//! Per-row pipeline: acquire → classify → transcode if needed → name → publish → verify.

use crate::acquire::Acquirer;
use crate::classify::FormatClassifier;
use crate::config::{AcquireConfig, TranscodeConfig, UploadConfig};
use crate::control::RunControl;
use crate::error::{Error, Result};
use crate::naming::NameResolver;
use crate::publish::Publisher;
use crate::repository::{PublishRequest, Repository, Session};
use crate::transcode::{OUTPUT_EXTENSION, Transcoder};
use crate::types::{Event, Row, TaskResult, TaskStatus, Verification};
use crate::verify::Verifier;
use chrono::Local;
use std::path::{Path, PathBuf};
use std::sync::Arc;
use tempfile::TempDir;
use tokio::sync::broadcast;

/// Error text for a row whose worker died without producing a result
pub(crate) const ABORTED: &str = "pipeline aborted unexpectedly";

/// Everything one row needs, shared by all workers of a run
pub(crate) struct Pipeline {
    pub(crate) acquirer: Acquirer,
    pub(crate) classifier: FormatClassifier,
    pub(crate) transcoder: Option<Transcoder>,
    pub(crate) resolver: NameResolver,
    pub(crate) publisher: Publisher,
    pub(crate) verifier: Verifier,
    pub(crate) repository: Arc<dyn Repository>,
    pub(crate) session: Session,
    pub(crate) upload: Arc<UploadConfig>,
    pub(crate) acquire: Arc<AcquireConfig>,
    pub(crate) transcode: Arc<TranscodeConfig>,
    pub(crate) control: RunControl,
    pub(crate) events: broadcast::Sender<Event>,
}

/// Fields filled in as the row advances, reported even when a later stage fails
#[derive(Default)]
struct Trace {
    resolved_path: Option<PathBuf>,
    target: Option<String>,
}

impl Pipeline {
    /// Run one row to a result; never fails
    pub(crate) async fn run(&self, row: &Row) -> TaskResult {
        let _ = self.events.send(Event::RowStarted {
            row: row.number(),
            target: row.target.clone(),
        });

        let mut trace = Trace::default();
        let outcome = self.process(row, &mut trace).await;

        let mut result = TaskResult {
            row: row.number(),
            source: row.source.clone(),
            resolved_path: trace.resolved_path,
            target: trace.target.unwrap_or_else(|| row.target.clone()),
            status: TaskStatus::Success,
            error: None,
            verification: None,
            timestamp: Local::now(),
        };

        match outcome {
            Ok(verification) => {
                result.verification = Some(verification);
            }
            Err(e) => {
                let row_number = row.number();
                if e.is_skip() {
                    tracing::warn!(row = row_number, source = %row.source, error = %e, "Row skipped");
                    result.status = TaskStatus::Skipped;
                } else if matches!(e, Error::Cancelled) {
                    tracing::info!(row = row_number, "Row stopped");
                    result.status = TaskStatus::Failed;
                } else {
                    tracing::error!(row = row_number, source = %row.source, error = %e, "Row failed");
                    result.status = TaskStatus::Failed;
                }
                result.error = Some(e.to_string());
            }
        }
        result
    }

    async fn process(&self, row: &Row, trace: &mut Trace) -> Result<Verification> {
        let control = &self.control;
        control.checkpoint().await?;

        let acquired = self.acquirer.acquire(row.source.trim(), control).await?;
        trace.resolved_path = Some(acquired.path().to_path_buf());

        let classification = self
            .classifier
            .classify(acquired.path())
            .await?
            .ok_or_else(|| Error::UnsupportedFormat("unrecognized file format".to_string()))?;
        let converted = if self.transcode.is_transcodable(&classification.extension) {
            Some(self.convert(acquired.path()).await?)
        } else {
            None
        };
        // The scratch dir in `converted` lives until publish and verification are done
        let (upload_path, extension) = match &converted {
            Some((_, path)) => (path.clone(), OUTPUT_EXTENSION.to_string()),
            None => (acquired.path().to_path_buf(), classification.extension),
        };
        trace.resolved_path = Some(upload_path.clone());

        if !self.upload.is_allowed(&extension) {
            return Err(Error::UnsupportedFormat(extension));
        }

        control.checkpoint().await?;
        let name = self
            .resolver
            .resolve(&row.target, &extension, self.repository.as_ref())
            .await?;
        trace.target = Some(name.clone());

        let request = PublishRequest {
            name: name.clone(),
            file: upload_path.clone(),
            text: self.publisher.text_for(&row.description),
            comment: self.upload.comment.clone(),
            ignore_warnings: self.upload.ignore_warnings,
        };
        let journaled = TaskResult {
            row: row.number(),
            source: row.source.clone(),
            resolved_path: Some(upload_path.clone()),
            target: name.clone(),
            status: TaskStatus::Success,
            error: None,
            verification: None,
            timestamp: Local::now(),
        };

        let attempts = self
            .publisher
            .publish(&self.session, &request, &journaled, control)
            .await?;

        let verification = self
            .verifier
            .verify(self.repository.as_ref(), &name, &upload_path, &row.description)
            .await;

        tracing::info!(
            row = row.number(),
            name = %name,
            attempts,
            verification = %verification,
            "Row uploaded"
        );
        Ok(verification)
    }

    async fn convert(&self, input: &Path) -> Result<(TempDir, PathBuf)> {
        let transcoder = self.transcoder.as_ref().ok_or_else(|| {
            Error::ExternalTool("no video encoder available (is ffmpeg installed?)".to_string())
        })?;
        let scratch = tempfile::Builder::new()
            .prefix("transcode-")
            .tempdir_in(&self.acquire.temp_dir)?;
        let output = transcoder
            .transcode(input, scratch.path(), &self.control)
            .await?;
        Ok((scratch, output))
    }
}

/// Result for a row whose worker panicked or was aborted
pub(crate) fn aborted(row: &Row) -> TaskResult {
    let mut result = TaskResult::stopped(row);
    result.error = Some(ABORTED.to_string());
    result
}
------
Take from the material every line that holds "TaskResult".

use crate::types::{Event, Row, TaskResult, TaskStatus, Verification};
    pub(crate) async fn run(&self, row: &Row) -> TaskResult {
        let mut result = TaskResult {
        let journaled = TaskResult {
pub(crate) fn aborted(row: &Row) -> TaskResult {
    let mut result = TaskResult::stopped(row);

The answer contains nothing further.